Logement : le Grand Paris devra fluidifier les parcours résidentiels

Publié le par Observatoire Rémois du Bassin Parisien

Latribune.fr Mathias Thépot | 13/05/2013

 

Plus qu’ailleurs, les freins à la mobilité résidentielle à Paris et ses alentours restent importants. Pour changer la donne, la loi du Grand Paris qui a fixé pour objectif de construire 70.000 logements par an devra se concentrer sur le parc intermédiaire.

 

Pour être couronnée de succès, l’opération du Grand Paris -qui prévoit la construction de 70.000 logements par an contre 40.000 aujourd’hui- devra assurément développer une offre locative intermédiaire. Les parcours résidentiels dans Paris et ses alentours sont en effet davantage freinés qu’ailleurs et la partie basse des classes moyennes en souffre tout particulièrement.
 

Il faut dire que la structure de l’offre de logements ne leur est pas favorable. Pour faire changer la donne, la création de logements intermédiaires, aujourd’hui trop marginale, permettra aux ménages franciliens de facilité la transition entre un marché locatif social gelé et un marché libre trop coûteux.

 

Le marché libre de plus en plus inaccessible

 

À Paris intra-muros, par exemple, tandis que les prix des biens les plus chers augmentaient de 135 % au cours des années 2000, ceux des biens les moins chers enflaient de 220 %. Alors qu’elles se tournent historiquement à un moment de leur vie vers l’accession à la propriété, les classes moyennes sont donc de plus en plus nombreuses à en être exclues.
 

Par répercussion, le parc locatif est lui aussi devenu trop couteux. "Le "saut à la relocation" pratiqué à l’occasion de changements de locataires a correspondu à des augmentations annuelles de loyer de 11 % en moyenne pendant les années 2000", indique Claire Juillard.

 

Deux alternatives difficiles à dépasser

 

Les classes moyennes inférieures sont désormais devant deux alternatives difficiles à dépasser : louer un petit appartement dans le centre ou acheter une plus grande maison en périphérie de Paris. Sachant que plus les revenus des ménages seront faibles, plus leurs appartements à Paris seront petits et plus leurs maisons en périphiérie seront éloignées.
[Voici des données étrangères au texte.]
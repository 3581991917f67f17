//! Custom error types for Momuney
//!
//! This module defines the error hierarchy for the application using thiserror
//! for ergonomic error definitions.

use std::path::PathBuf;

use chrono::NaiveDate;
use thiserror::Error;

/// The main error type for Momuney operations
#[derive(Error, Debug)]
pub enum MomuneyError {
    /// Configuration-related errors
    #[error("Configuration error: {0}")]
    Config(String),

    /// File I/O errors
    #[error("I/O error: {0}")]
    Io(String),

    /// Validation errors for data models
    #[error("Validation error: {0}")]
    Validation(String),

    /// Entity not found errors
    #[error("{entity_type} not found: {identifier}")]
    NotFound {
        entity_type: &'static str,
        identifier: String,
    },

    /// A short ID that matches more than one entity
    #[error("{identifier} matches {count} transactions; use a longer ID")]
    AmbiguousId { identifier: String, count: usize },

    /// Storage errors (I/O failures while reading or writing the store)
    #[error("Storage error: {0}")]
    Storage(String),

    /// The store file exists but could not be parsed
    #[error("User data file {} is corrupt: {message}", .path.display())]
    StoreCorrupt { path: PathBuf, message: String },

    /// A date filter whose start lies after its end
    #[error("Invalid date range: {from} is after {to}")]
    InvalidDateRange { from: NaiveDate, to: NaiveDate },

    /// Export errors
    #[error("Export error: {0}")]
    Export(String),
}

impl MomuneyError {
    /// Create a "not found" error for transactions
    pub fn transaction_not_found(identifier: impl Into<String>) -> Self {
        Self::NotFound {
            entity_type: "Transaction",
            identifier: identifier.into(),
        }
    }

    /// Check if this is a "not found" error
    pub fn is_not_found(&self) -> bool {
        matches!(self, Self::NotFound { .. })
    }

    /// Check if a short ID matched several entities
    pub fn is_ambiguous(&self) -> bool {
        matches!(self, Self::AmbiguousId { .. })
    }

    /// Check if this is a validation error
    pub fn is_validation(&self) -> bool {
        matches!(self, Self::Validation(_) | Self::InvalidDateRange { .. })
    }

    /// Check if the store file could not be parsed
    pub fn is_corrupt_store(&self) -> bool {
        matches!(self, Self::StoreCorrupt { .. })
    }
}

/// Result type alias for Momuney operations
pub type MomuneyResult<T> = Result<T, MomuneyError>;

#[cfg(test)]
mod tests {
    use super::*;

    #[test]
    fn test_error_display() {
        let err = MomuneyError::Config("test error".into());
        assert_eq!(err.to_string(), "Configuration error: test error");
    }

    #[test]
    fn test_not_found_error() {
        let err = MomuneyError::transaction_not_found("txn-1234");
        assert_eq!(err.to_string(), "Transaction not found: txn-1234");
        assert!(err.is_not_found());
    }

    #[test]
    fn test_ambiguous_id_error() {
        let err = MomuneyError::AmbiguousId {
            identifier: "txn-1234abcd".into(),
            count: 2,
        };
        assert_eq!(
            err.to_string(),
            "txn-1234abcd matches 2 transactions; use a longer ID"
        );
        assert!(err.is_ambiguous());
        assert!(!err.is_not_found());
    }

    #[test]
    fn test_invalid_date_range_error() {
        let err = MomuneyError::InvalidDateRange {
            from: NaiveDate::from_ymd_opt(2025, 3, 1).unwrap(),
            to: NaiveDate::from_ymd_opt(2025, 1, 1).unwrap(),
        };
        assert_eq!(
            err.to_string(),
            "Invalid date range: 2025-03-01 is after 2025-01-01"
        );
        assert!(err.is_validation());
    }

    #[test]
    fn test_store_corrupt_error() {
        let err = MomuneyError::StoreCorrupt {
            path: PathBuf::from("/tmp/UserData.json"),
            message: "expected value".into(),
        };
        assert!(err.is_corrupt_store());
        assert!(err.to_string().contains("/tmp/UserData.json"));
    }
}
"C’est donc mécaniquement que les ménages démarrent leur parcours résidentiel dans Paris intra-muros ou en proche banlieue, les mieux dotées en petits logements dans le locatif privé, et le poursuivent en périphérie, la mieux pourvue en logements familiaux en accession", indique Claire Juillard.

 

Des chocs plus importants dans les parcours résidentiels

 

Seulement à Paris et en proche banlieue, les chocs dans les parcours résidentiels, comme les décohabitations en solo, les installations en couple, ou les séparations et recompositions familiales, sont légions. "Les parcours résidentiels suivent la multiplication des étapes du cycle de vie. Non seulement leurs étapes sont plus nombreuses mais leur déroulé est plus heurté. Avec la précarité financière qu’elle induit, l’instabilité familiale, en particulier, engage dans un épisode d’un genre nouveau : la perte du statut de propriétaire et le retour dans le parc locatif", constate Claire Juillard.

L’enjeu est donc bien d’amortir le choc. "Une solution réside dans la diversification de l’offre locative. En particulier, il s’agit de renforcer encore les moyens de redéployer l’offre à loyer intermédiaire", ajoute l’économiste. Ce, sur tout le territoire du Grand Paris, là ou souvent, les ménages se voient contraints de renoncer à leur statut de propriétaire.